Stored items
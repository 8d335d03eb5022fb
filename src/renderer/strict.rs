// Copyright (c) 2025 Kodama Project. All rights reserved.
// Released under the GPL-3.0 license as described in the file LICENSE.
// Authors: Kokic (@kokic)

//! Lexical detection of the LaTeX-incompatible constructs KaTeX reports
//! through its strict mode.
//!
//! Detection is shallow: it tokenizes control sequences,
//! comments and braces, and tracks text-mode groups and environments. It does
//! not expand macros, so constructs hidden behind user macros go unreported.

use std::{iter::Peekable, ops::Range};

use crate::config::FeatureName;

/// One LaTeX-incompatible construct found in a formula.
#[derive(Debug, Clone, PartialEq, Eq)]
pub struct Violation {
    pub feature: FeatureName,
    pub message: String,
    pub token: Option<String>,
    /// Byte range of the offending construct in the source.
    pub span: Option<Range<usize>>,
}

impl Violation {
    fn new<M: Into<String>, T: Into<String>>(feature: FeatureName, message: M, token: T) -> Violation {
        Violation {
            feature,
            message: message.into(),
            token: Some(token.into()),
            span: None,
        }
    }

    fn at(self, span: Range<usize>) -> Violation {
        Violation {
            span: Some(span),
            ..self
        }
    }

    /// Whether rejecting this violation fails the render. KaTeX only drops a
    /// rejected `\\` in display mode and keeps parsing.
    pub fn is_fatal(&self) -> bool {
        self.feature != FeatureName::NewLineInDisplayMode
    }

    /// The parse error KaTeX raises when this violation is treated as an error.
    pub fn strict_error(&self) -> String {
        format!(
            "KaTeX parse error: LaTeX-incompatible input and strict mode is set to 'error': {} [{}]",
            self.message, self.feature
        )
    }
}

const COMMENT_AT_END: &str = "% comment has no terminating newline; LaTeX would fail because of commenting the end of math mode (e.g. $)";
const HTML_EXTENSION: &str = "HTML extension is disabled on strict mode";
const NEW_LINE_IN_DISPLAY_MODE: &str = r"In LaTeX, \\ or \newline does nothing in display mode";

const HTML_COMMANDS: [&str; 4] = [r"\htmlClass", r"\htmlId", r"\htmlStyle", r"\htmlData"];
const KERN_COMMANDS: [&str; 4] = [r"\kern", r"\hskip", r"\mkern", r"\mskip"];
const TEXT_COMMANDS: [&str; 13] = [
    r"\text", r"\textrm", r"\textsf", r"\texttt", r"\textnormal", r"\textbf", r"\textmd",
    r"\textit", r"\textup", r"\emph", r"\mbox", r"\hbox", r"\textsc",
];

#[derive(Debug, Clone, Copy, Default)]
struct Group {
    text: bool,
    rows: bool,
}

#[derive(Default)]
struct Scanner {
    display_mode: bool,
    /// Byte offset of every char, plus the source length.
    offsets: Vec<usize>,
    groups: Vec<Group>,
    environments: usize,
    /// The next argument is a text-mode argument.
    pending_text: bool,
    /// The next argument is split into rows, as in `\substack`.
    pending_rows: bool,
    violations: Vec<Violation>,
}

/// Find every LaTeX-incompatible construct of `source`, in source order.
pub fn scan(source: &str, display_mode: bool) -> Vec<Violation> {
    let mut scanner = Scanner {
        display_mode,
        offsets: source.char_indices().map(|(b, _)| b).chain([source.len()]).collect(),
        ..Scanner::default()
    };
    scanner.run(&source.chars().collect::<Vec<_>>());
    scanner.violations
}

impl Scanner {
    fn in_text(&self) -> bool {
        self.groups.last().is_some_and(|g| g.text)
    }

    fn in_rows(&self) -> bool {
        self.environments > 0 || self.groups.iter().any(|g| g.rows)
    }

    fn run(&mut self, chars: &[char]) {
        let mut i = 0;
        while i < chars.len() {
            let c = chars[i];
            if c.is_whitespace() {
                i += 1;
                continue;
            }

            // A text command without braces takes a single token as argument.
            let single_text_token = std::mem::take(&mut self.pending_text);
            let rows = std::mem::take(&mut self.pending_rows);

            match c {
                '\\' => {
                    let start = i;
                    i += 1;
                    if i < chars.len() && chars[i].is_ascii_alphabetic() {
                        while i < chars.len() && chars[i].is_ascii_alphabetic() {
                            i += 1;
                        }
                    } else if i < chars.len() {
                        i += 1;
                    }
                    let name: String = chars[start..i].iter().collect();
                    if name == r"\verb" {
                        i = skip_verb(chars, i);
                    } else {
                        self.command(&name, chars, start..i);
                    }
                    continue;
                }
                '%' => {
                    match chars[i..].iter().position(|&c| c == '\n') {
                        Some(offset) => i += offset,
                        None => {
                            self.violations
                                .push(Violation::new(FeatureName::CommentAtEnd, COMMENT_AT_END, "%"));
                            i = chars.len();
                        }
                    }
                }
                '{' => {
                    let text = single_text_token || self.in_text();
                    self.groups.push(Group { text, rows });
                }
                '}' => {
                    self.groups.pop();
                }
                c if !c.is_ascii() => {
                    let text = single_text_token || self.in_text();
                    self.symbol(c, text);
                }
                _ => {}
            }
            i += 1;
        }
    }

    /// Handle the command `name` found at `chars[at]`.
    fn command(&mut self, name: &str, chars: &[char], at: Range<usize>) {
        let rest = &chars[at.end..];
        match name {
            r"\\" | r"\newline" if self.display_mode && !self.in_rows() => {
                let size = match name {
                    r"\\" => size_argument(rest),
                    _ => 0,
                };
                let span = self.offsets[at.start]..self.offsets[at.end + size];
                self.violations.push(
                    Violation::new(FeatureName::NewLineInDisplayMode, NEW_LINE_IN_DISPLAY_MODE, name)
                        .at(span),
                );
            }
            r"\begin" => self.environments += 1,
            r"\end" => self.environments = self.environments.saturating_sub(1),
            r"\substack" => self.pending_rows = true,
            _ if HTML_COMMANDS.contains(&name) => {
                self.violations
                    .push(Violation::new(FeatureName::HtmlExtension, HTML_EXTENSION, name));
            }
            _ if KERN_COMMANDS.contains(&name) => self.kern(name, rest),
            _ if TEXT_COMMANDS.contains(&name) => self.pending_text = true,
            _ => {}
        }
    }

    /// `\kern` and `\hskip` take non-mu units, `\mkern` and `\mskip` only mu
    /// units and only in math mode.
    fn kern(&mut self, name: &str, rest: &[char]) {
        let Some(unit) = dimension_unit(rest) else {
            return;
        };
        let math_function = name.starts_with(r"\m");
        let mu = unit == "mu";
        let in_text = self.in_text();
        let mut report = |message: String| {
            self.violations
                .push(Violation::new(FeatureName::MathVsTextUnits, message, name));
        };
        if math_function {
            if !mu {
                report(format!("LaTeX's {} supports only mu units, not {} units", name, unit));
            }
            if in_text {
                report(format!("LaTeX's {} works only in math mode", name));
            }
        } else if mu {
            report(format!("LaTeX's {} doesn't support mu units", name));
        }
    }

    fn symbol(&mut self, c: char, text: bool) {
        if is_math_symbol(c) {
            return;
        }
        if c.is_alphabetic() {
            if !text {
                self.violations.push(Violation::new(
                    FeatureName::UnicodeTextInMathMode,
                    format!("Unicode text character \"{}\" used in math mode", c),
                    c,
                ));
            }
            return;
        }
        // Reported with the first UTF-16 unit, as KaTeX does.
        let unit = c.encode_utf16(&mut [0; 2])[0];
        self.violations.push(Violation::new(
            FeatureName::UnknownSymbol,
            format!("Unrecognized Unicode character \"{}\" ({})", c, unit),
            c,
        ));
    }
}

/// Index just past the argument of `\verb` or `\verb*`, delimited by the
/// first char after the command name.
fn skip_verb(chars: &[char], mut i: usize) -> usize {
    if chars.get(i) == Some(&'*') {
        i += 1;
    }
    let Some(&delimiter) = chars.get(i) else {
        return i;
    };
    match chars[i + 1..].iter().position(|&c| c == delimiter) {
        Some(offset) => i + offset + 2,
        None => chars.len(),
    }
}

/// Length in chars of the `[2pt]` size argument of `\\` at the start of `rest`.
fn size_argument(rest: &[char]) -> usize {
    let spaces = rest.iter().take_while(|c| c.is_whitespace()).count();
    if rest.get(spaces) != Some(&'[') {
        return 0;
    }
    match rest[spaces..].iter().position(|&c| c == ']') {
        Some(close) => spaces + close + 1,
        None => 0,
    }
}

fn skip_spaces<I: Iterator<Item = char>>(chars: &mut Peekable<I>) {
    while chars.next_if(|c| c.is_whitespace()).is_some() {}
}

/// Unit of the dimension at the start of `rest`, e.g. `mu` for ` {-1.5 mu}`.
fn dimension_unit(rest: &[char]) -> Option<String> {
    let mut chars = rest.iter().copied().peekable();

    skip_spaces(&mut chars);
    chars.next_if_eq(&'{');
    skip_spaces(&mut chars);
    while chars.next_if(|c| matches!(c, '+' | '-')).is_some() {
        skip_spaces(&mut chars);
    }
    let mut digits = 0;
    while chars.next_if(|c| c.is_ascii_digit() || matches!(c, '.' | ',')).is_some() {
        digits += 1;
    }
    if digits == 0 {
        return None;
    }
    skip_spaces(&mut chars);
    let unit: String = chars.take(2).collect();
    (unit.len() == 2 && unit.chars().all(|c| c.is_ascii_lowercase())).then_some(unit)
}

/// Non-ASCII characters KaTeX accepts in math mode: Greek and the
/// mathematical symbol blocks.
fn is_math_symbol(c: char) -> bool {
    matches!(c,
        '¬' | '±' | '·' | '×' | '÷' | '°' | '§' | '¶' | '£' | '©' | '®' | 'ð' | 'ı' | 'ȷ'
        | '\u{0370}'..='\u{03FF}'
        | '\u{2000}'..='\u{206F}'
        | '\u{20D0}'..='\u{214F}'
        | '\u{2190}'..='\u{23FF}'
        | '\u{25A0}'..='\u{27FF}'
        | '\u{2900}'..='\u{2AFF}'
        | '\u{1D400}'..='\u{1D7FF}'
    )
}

● **What you need to do**
All lines in the entries above that include "environments" should be found and copied.

● **Solution**
//! comments and braces, and tracks text-mode groups and environments. It does
    environments: usize,
        self.environments > 0 || self.groups.iter().any(|g| g.rows)
            r"\begin" => self.environments += 1,
            r"\end" => self.environments = self.environments.saturating_sub(1),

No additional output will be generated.